» **The input**:
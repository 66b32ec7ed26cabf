//! Exam generation from a list of target words.
//!
//! Typed backends work through the words in small sequential batches, each
//! refined by the critique loop. A batch that fails outright drops its first
//! word and is retried; three failures in a row end the run. Plain-text
//! backends get one prompt for all words.

use std::collections::VecDeque;

use tracing::{info, instrument, warn};

use crate::backend::{LanguageModel, TypedGeneration};
use crate::config::Prompts;
use crate::critique::{refine, CritiquePolicy, Rubric};
use crate::domain::{ExamBatch, ExamQuestion};
use crate::error::TutorError;
use crate::extract::extract_questions;
use crate::util::fill_template;
use crate::validate::{accept_questions, validate_exam_batch};

/// Questions in a finished exam.
pub const EXAM_SIZE: usize = 5;
/// Words sent per batch. Small batches trip safety filters less often.
pub const BATCH_WORDS: usize = 3;
pub const QUESTIONS_PER_WORD: usize = 2;
/// Consecutive failed batches tolerated before giving up.
pub const MAX_CONSECUTIVE_FAILURES: usize = 3;

/// Words not yet turned into questions, in caller order.
#[derive(Debug, Clone, Default, PartialEq, Eq)]
pub struct Worklist {
  words: VecDeque<String>,
}

impl Worklist {
  /// Blank entries are dropped.
  pub fn new<I, S>(words: I) -> Self
  where
    I: IntoIterator<Item = S>,
    S: AsRef<str>,
  {
    let words = words
      .into_iter()
      .map(|w| w.as_ref().trim().to_string())
      .filter(|w| !w.is_empty())
      .collect();
    Self { words }
  }

  pub fn len(&self) -> usize {
    self.words.len()
  }

  pub fn is_empty(&self) -> bool {
    self.words.is_empty()
  }

  /// The next `size` words, without consuming them.
  pub fn batch(&self, size: usize) -> Vec<String> {
    self.words.iter().take(size).cloned().collect()
  }

  /// Drop the first `n` words.
  pub fn advance(mut self, n: usize) -> Self {
    let n = n.min(self.words.len());
    self.words.drain(..n);
    self
  }
}

/// Questions to request for a batch: two per word, never more than the exam
/// still needs.
pub fn requested_count(batch_words: usize, still_needed: usize) -> usize {
  (batch_words * QUESTIONS_PER_WORD).min(still_needed)
}

#[instrument(level = "info", skip(model, prompts, words), fields(model = model.name(), words = words.len()))]
pub async fn generate_exam(model: &dyn LanguageModel, prompts: &Prompts, words: &[String]) -> Result<Vec<ExamQuestion>, TutorError> {
  let worklist = Worklist::new(words);
  if worklist.is_empty() {
    return Ok(Vec::new());
  }
  match model.typed() {
    Some(typed) => exam_in_batches(typed, prompts, worklist).await,
    None => exam_single_shot(model, prompts, worklist).await,
  }
}

async fn exam_single_shot(model: &dyn LanguageModel, prompts: &Prompts, worklist: Worklist) -> Result<Vec<ExamQuestion>, TutorError> {
  let words = worklist.batch(worklist.len()).join(", ");
  let count = EXAM_SIZE.to_string();
  let prompt = fill_template(&prompts.exam_template, &[("count", &count), ("words", &words)]);
  let text = model.invoke(&prompt).await?;

  let mut questions = accept_questions(extract_questions(&text));
  questions.truncate(EXAM_SIZE);
  info!(count = questions.len(), "Single-shot exam parsed");
  Ok(questions)
}

async fn exam_in_batches(typed: &dyn TypedGeneration, prompts: &Prompts, mut worklist: Worklist) -> Result<Vec<ExamQuestion>, TutorError> {
  let mut collected: Vec<ExamQuestion> = Vec::new();
  let mut failures = 0usize;
  let mut last_error: Option<TutorError> = None;

  while collected.len() < EXAM_SIZE && !worklist.is_empty() {
    let batch = worklist.batch(BATCH_WORDS);
    let count = requested_count(batch.len(), EXAM_SIZE - collected.len());
    let remaining_after = worklist.len() - batch.len();

    match run_batch(typed, prompts, &batch, count, remaining_after).await {
      Ok(questions) => {
        info!(words = ?batch, requested = count, produced = questions.len(), "Batch done");
        failures = 0;
        collected.extend(questions);
        worklist = worklist.advance(batch.len());
      }
      Err(e) if e.is_retryable_in_batch() => {
        failures += 1;
        warn!(words = ?batch, failures, kind = e.kind(), error = %e, "Batch failed; skipping its first word");
        last_error = Some(e);
        if failures >= MAX_CONSECUTIVE_FAILURES {
          break;
        }
        worklist = worklist.advance(1);
      }
      Err(e) => return Err(e),
    }
  }

  if collected.is_empty() {
    if let Some(e) = last_error {
      return Err(e);
    }
  }
  collected.truncate(EXAM_SIZE);
  Ok(collected)
}

async fn run_batch(
  typed: &dyn TypedGeneration,
  prompts: &Prompts,
  batch: &[String],
  count: usize,
  remaining_after: usize,
) -> Result<Vec<ExamQuestion>, TutorError> {
  let words = batch.join(", ");
  let count_text = count.to_string();
  let prompt = fill_template(&prompts.exam_template, &[("count", &count_text), ("words", &words)]);
  let rubric = Rubric { task: "exam generation", questions: &prompts.exam_rubric };

  let refined = refine::<ExamBatch, _>(typed, prompts, rubric, CritiquePolicy::EXAM_BATCH, &prompt, |b| {
    validate_exam_batch(&b.questions, count, remaining_after)
  })
  .await?;
  Ok(accept_questions(refined.value.questions))
}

» **Problem**:
Among the lines of the data, some may contain the string "Result"; report how many, and nothing more.

» **Response to this task**:
4